▶ _Dataset content_:
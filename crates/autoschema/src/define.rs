//! Entity definitions: the imperative declaration surface.
//!
//! An [`EntityDef`] records one entity type's field, index, and
//! relationship declarations. It is a pure description: compiling it into
//! a [`TableSpec`] happens fresh on every reconciliation pass, and
//! redefining an entity in the [`crate::Reconciler`] replaces the old
//! definition entirely, so nothing accumulates across definitions.

use crate::Result;
use autoschema_model::{
    AssociationSpec, ColumnType, FieldConstraints, FieldSpec, IndexSpec, TableSpec, pluralize,
};

/// Inline index request on a field declaration.
#[derive(Debug, Clone, Default, PartialEq)]
pub enum IndexDecl {
    /// No index.
    #[default]
    None,
    /// Index the declared column itself.
    On,
    /// Index a different column list instead.
    Columns(Vec<String>),
    /// Full options: column list plus uniqueness.
    Options { columns: Vec<String>, unique: bool },
}

#[derive(Debug, Clone)]
struct FieldDecl {
    names: Vec<String>,
    ty: ColumnType,
    constraints: FieldConstraints,
    index: IndexDecl,
}

#[derive(Debug, Clone)]
struct ExplicitIndex {
    columns: Vec<String>,
    unique: bool,
}

/// One entity type's declarations.
#[derive(Debug, Clone)]
pub struct EntityDef {
    name: String,
    table_name: String,
    primary_key: String,
    inheritance_column: String,
    fields: Vec<FieldDecl>,
    indexes: Vec<ExplicitIndex>,
    associations: Vec<AssociationSpec>,
}

impl EntityDef {
    /// Declare an entity type. The table name defaults to the pluralized
    /// entity name (`article` -> `articles`), the primary key to `id`,
    /// and the inheritance column to `type`.
    pub fn new(name: impl Into<String>) -> Self {
        let name = name.into();
        let table_name = pluralize(&name);
        Self {
            name,
            table_name,
            primary_key: "id".to_string(),
            inheritance_column: "type".to_string(),
            fields: Vec::new(),
            indexes: Vec::new(),
            associations: Vec::new(),
        }
    }

    pub fn name(&self) -> &str {
        &self.name
    }

    pub fn table_name(&self) -> &str {
        &self.table_name
    }

    pub(crate) fn set_table_name(&mut self, table: &str) {
        self.table_name = table.to_string();
    }

    pub fn inheritance_column(&self) -> &str {
        &self.inheritance_column
    }

    /// Override the table name.
    pub fn table(mut self, table: impl Into<String>) -> Self {
        self.table_name = table.into();
        self
    }

    /// Override the primary key column name.
    pub fn primary_key(mut self, name: impl Into<String>) -> Self {
        self.primary_key = name.into();
        self
    }

    /// Override the inheritance discriminator column name.
    pub fn discriminator(mut self, name: impl Into<String>) -> Self {
        self.inheritance_column = name.into();
        self
    }

    /// Declare one column.
    pub fn field(&mut self, name: &str, ty: ColumnType) -> &mut Self {
        self.field_full(&[name], ty, FieldConstraints::default(), IndexDecl::None)
    }

    /// Declare one column with constraints.
    pub fn field_with(
        &mut self,
        name: &str,
        ty: ColumnType,
        constraints: FieldConstraints,
    ) -> &mut Self {
        self.field_full(&[name], ty, constraints, IndexDecl::None)
    }

    /// Declare one indexed column.
    pub fn field_indexed(&mut self, name: &str, ty: ColumnType) -> &mut Self {
        self.field_full(&[name], ty, FieldConstraints::default(), IndexDecl::On)
    }

    /// Declare a column from a declaration-layer type keyword. Fails with
    /// [`autoschema_model::UnsupportedType`] for unknown keywords.
    pub fn field_kw(
        &mut self,
        name: &str,
        keyword: &str,
        constraints: FieldConstraints,
    ) -> Result<&mut Self> {
        let ty = ColumnType::parse(keyword)?;
        Ok(self.field_full(&[name], ty, constraints, IndexDecl::None))
    }

    /// The general form: several column names sharing one type, constraint
    /// set, and inline index request.
    pub fn field_full(
        &mut self,
        names: &[&str],
        ty: ColumnType,
        constraints: FieldConstraints,
        index: IndexDecl,
    ) -> &mut Self {
        self.fields.push(FieldDecl {
            names: names.iter().map(|n| n.to_string()).collect(),
            ty,
            constraints,
            index,
        });
        self
    }

    /// Shorthand: `created_at` and `updated_at` datetime columns.
    pub fn timestamps(&mut self) -> &mut Self {
        self.field_full(
            &["created_at", "updated_at"],
            ColumnType::DateTime,
            FieldConstraints::default(),
            IndexDecl::None,
        )
    }

    /// Declare an explicit index over an ordered column list.
    pub fn index(&mut self, columns: &[&str]) -> &mut Self {
        self.indexes.push(ExplicitIndex {
            columns: columns.iter().map(|c| c.to_string()).collect(),
            unique: false,
        });
        self
    }

    /// Declare an explicit unique index.
    pub fn unique_index(&mut self, columns: &[&str]) -> &mut Self {
        self.indexes.push(ExplicitIndex {
            columns: columns.iter().map(|c| c.to_string()).collect(),
            unique: true,
        });
        self
    }

    /// Declare a `belongs_to` relationship.
    pub fn belongs_to(&mut self, name: &str) -> &mut Self {
        self.associations.push(AssociationSpec::belongs_to(name));
        self
    }

    /// `belongs_to` with an explicit foreign key column.
    pub fn belongs_to_with_key(&mut self, name: &str, foreign_key: &str) -> &mut Self {
        self.associations.push(AssociationSpec {
            foreign_key: Some(foreign_key.to_string()),
            ..AssociationSpec::belongs_to(name)
        });
        self
    }

    /// Polymorphic `belongs_to`: implies both `<name>_id` and
    /// `<name>_type` columns with one composite index.
    pub fn belongs_to_polymorphic(&mut self, name: &str) -> &mut Self {
        self.associations.push(AssociationSpec {
            polymorphic: true,
            ..AssociationSpec::belongs_to(name)
        });
        self
    }

    /// Declare a many-to-many relationship (association name is the
    /// target's plural: `tags`).
    pub fn many_to_many(&mut self, name: &str) -> &mut Self {
        self.associations.push(AssociationSpec::many_to_many(name));
        self
    }

    /// Many-to-many with an explicit join table name.
    pub fn many_to_many_via(&mut self, name: &str, join_table: &str) -> &mut Self {
        self.associations.push(AssociationSpec {
            join_table: Some(join_table.to_string()),
            ..AssociationSpec::many_to_many(name)
        });
        self
    }

    pub fn associations(&self) -> &[AssociationSpec] {
        &self.associations
    }

    /// Compile the declarations into a fresh [`TableSpec`]: primary key
    /// column first, then declared fields in order, then indexes.
    pub fn build_table_spec(&self) -> TableSpec {
        let mut spec = TableSpec::new(&self.table_name, Some(&self.primary_key));
        spec.declare_field(FieldSpec::with_constraints(
            &self.primary_key,
            ColumnType::BigInt,
            FieldConstraints::default().not_null(),
        ));
        self.apply_declarations(&mut spec);
        spec
    }

    /// Apply this definition's field and index declarations onto an
    /// existing spec (used when specializations share the root's table).
    pub(crate) fn apply_declarations(&self, spec: &mut TableSpec) {
        for decl in &self.fields {
            for name in &decl.names {
                spec.declare_field(FieldSpec::with_constraints(
                    name,
                    decl.ty.clone(),
                    decl.constraints.clone(),
                ));
                match &decl.index {
                    IndexDecl::None => {}
                    IndexDecl::On => {
                        spec.declare_index(IndexSpec::derived(
                            &self.table_name,
                            &[name.as_str()],
                            false,
                        ));
                    }
                    IndexDecl::Columns(columns) => {
                        spec.declare_index(IndexSpec::derived(&self.table_name, columns, false));
                    }
                    IndexDecl::Options { columns, unique } => {
                        spec.declare_index(IndexSpec::derived(&self.table_name, columns, *unique));
                    }
                }
            }
        }
        for idx in &self.indexes {
            spec.declare_index(IndexSpec::derived(&self.table_name, &idx.columns, idx.unique));
        }
    }
}

#[cfg(test)]
mod tests {
    use super::*;

    #[test]
    fn test_defaults() {
        let def = EntityDef::new("article");
        assert_eq!(def.table_name(), "articles");
        let spec = def.build_table_spec();
        assert_eq!(spec.primary_key.as_deref(), Some("id"));
        assert_eq!(spec.fields.len(), 1);
        assert!(spec.fields.contains_key("id"));
    }

    #[test]
    fn test_multi_name_declaration() {
        let mut def = EntityDef::new("article");
        def.timestamps();
        let spec = def.build_table_spec();
        assert!(spec.fields.contains_key("created_at"));
        assert!(spec.fields.contains_key("updated_at"));
        assert_eq!(spec.fields["created_at"].ty, ColumnType::DateTime);
    }

    #[test]
    fn test_inline_index_uses_derivation_rule() {
        let mut def = EntityDef::new("article");
        def.field_indexed("slug", ColumnType::String);
        def.field_full(
            &["state"],
            ColumnType::String,
            FieldConstraints::default(),
            IndexDecl::Options {
                columns: vec!["state".to_string(), "created_at".to_string()],
                unique: true,
            },
        );
        let spec = def.build_table_spec();
        assert!(spec.indexes.contains_key("idx_articles_slug"));
        let composite = &spec.indexes["idx_articles_state_created_at"];
        assert!(composite.unique);
        assert_eq!(composite.columns, vec!["state", "created_at"]);
    }

    #[test]
    fn test_field_kw_rejects_unknown_type() {
        let mut def = EntityDef::new("article");
        let err = def
            .field_kw("legacy", "money2", FieldConstraints::default())
            .unwrap_err();
        assert!(err.to_string().contains("money2"), "got: {err}");
    }

    #[test]
    fn test_build_is_fresh_each_call() {
        let mut def = EntityDef::new("article");
        def.field("title", ColumnType::String);
        let a = def.build_table_spec();
        let b = def.build_table_spec();
        assert_eq!(a, b);
        assert_eq!(a.fields.len(), 2);
    }

    #[test]
    fn test_raw_type_declaration() {
        let mut def = EntityDef::new("person");
        def.field_with(
            "role",
            ColumnType::Raw("ENUM('EMPLOYEE','CLIENT')".to_string()),
            FieldConstraints::default().limit(0),
        );
        let spec = def.build_table_spec();
        assert_eq!(spec.fields["role"].sql_type(), "enum('employee','client')");
    }
}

▶ _Exercise objective_: Which lines of the data include the word "discriminator"? Copy each one.

▶ _Result of the exercise_:
    /// Override the inheritance discriminator column name.
    pub fn discriminator(mut self, name: impl Into<String>) -> Self {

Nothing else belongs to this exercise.